• [Stored dataset items]

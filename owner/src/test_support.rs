//! Test-only helpers for constructing owner records.

use crate::core::person::{Person, PersonData};

/// Field-bag with the given names.
pub fn data(first_name: &str, last_name: &str) -> PersonData {
    PersonData::new(first_name, last_name)
}

/// Record with the given names.
pub fn person(first_name: &str, last_name: &str) -> Person {
    Person::new(&data(first_name, last_name))
}

/// Write `contents` to `owner.toml` inside a fresh temp dir.
pub fn config_dir(contents: &str) -> std::io::Result<tempfile::TempDir> {
    let dir = tempfile::tempdir()?;
    std::fs::write(dir.path().join("owner.toml"), contents)?;
    Ok(dir)
}
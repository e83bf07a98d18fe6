//! Encapsulated default-owner record.
//!
//! A shared "default owner" is kept behind accessors that copy on the way out
//! and on the way in, so no caller ever holds a value aliasing the shared slot.
//!
//! - **[`core`]**: The immutable [`Person`](core::person::Person) record and the
//!   injectable [`OwnerStore`](core::store::OwnerStore). No I/O.
//! - **[`io`]**: Configuration loading.
//!
//! [`default_owner`] exposes one process-wide store; [`spaceship`] shows a
//! caller holding on to an owner while the default changes underneath it.

pub mod core;
pub mod default_owner;
pub mod exit_codes;
pub mod io;
pub mod logging;
pub mod spaceship;
#[cfg(any(test, feature = "test-support"))]
pub mod test_support;

pub use crate::core::error::OwnerError;
pub use crate::core::person::{Person, PersonData};
pub use crate::core::store::OwnerStore;
pub use crate::default_owner::{default_owner, set_default_owner};
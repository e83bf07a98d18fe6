//! Owner configuration stored in `owner.toml`.

use std::fs;
use std::path::Path;

use anyhow::{Context, Result};
use serde::{Deserialize, Serialize};
use tracing::debug;

use crate::core::person::{Person, PersonData};
use crate::core::store::{DEFAULT_FIRST_NAME, DEFAULT_LAST_NAME, OwnerStore};
use crate::spaceship::DEFAULT_SHIP_NAME;

pub const DEFAULT_CONFIG_PATH: &str = "owner.toml";

/// Owner configuration (TOML).
///
/// Missing fields fall back to the built-in defaults.
#[derive(Debug, Clone, Serialize, Deserialize, PartialEq, Eq)]
#[serde(default)]
pub struct OwnerConfig {
    /// Record a freshly built store starts with.
    pub default_owner: PersonData,

    /// Spaceship name used by `owner scenario` when `--name` is not given.
    pub ship_name: String,
}

impl Default for OwnerConfig {
    fn default() -> Self {
        Self {
            default_owner: PersonData::new(DEFAULT_FIRST_NAME, DEFAULT_LAST_NAME),
            ship_name: DEFAULT_SHIP_NAME.to_string(),
        }
    }
}

impl OwnerConfig {
    pub fn build_store(&self) -> OwnerStore {
        OwnerStore::with_owner(Person::new(&self.default_owner))
    }
}

/// Load config from a TOML file.
///
/// If the file is missing, returns `OwnerConfig::default()`.
pub fn load_config(path: &Path) -> Result<OwnerConfig> {
    if !path.exists() {
        debug!(path = %path.display(), "config missing, using defaults");
        return Ok(OwnerConfig::default());
    }
    let contents = fs::read_to_string(path).with_context(|| format!("read {}", path.display()))?;
    let cfg: OwnerConfig =
        toml::from_str(&contents).with_context(|| format!("parse {}", path.display()))?;
    debug!(path = %path.display(), owner = ?cfg.default_owner, "config loaded");
    Ok(cfg)
}
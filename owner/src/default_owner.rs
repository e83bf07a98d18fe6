//! Process-wide default owner.
//!
//! Thin wrappers over a single lazily created [`OwnerStore`]. Code that can
//! take a store explicitly should prefer that; these exist for callers that
//! only need the shared default.

use std::sync::LazyLock;

use crate::core::person::{Person, PersonData};
use crate::core::store::OwnerStore;

static DEFAULT_OWNER: LazyLock<OwnerStore> = LazyLock::new(OwnerStore::new);

/// Copy of the current process-wide default owner.
pub fn default_owner() -> Person {
    DEFAULT_OWNER.get()
}

/// Replace the process-wide default owner.
pub fn set_default_owner(data: &PersonData) {
    DEFAULT_OWNER.set(data);
}
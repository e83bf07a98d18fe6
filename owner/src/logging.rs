//! Diagnostic tracing for the `owner` binary.
//!
//! Library code only emits `tracing` events; installing a subscriber is left
//! to the binary so embedding callers keep control of their own output.

use tracing_subscriber::{EnvFilter, fmt, layer::SubscriberExt, util::SubscriberInitExt};

/// Filter used when `RUST_LOG` is unset or unparsable.
const DEFAULT_FILTER: &str = "warn";

/// Install the stderr subscriber. `RUST_LOG=owner=debug` shows store replacements.
///
/// Stdout stays reserved for the JSON the commands print.
pub fn init() {
    let filter =
        EnvFilter::try_from_default_env().unwrap_or_else(|_| EnvFilter::new(DEFAULT_FILTER));
    let stderr_layer = fmt::layer()
        .with_writer(std::io::stderr)
        .with_target(false)
        .compact();

    tracing_subscriber::registry()
        .with(filter)
        .with(stderr_layer)
        .init();
}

• [TASK TO COMPLETE]
Using the records above, copy exactly the lines from the one containing "let stderr_layer = fmt::layer()" through the last, inclusive, and nothing else.

• [WRITTEN REPLY]
    let stderr_layer = fmt::layer()
        .with_writer(std::io::stderr)
        .with_target(false)
        .compact();

    tracing_subscriber::registry()
        .with(filter)
        .with(stderr_layer)
        .init();
}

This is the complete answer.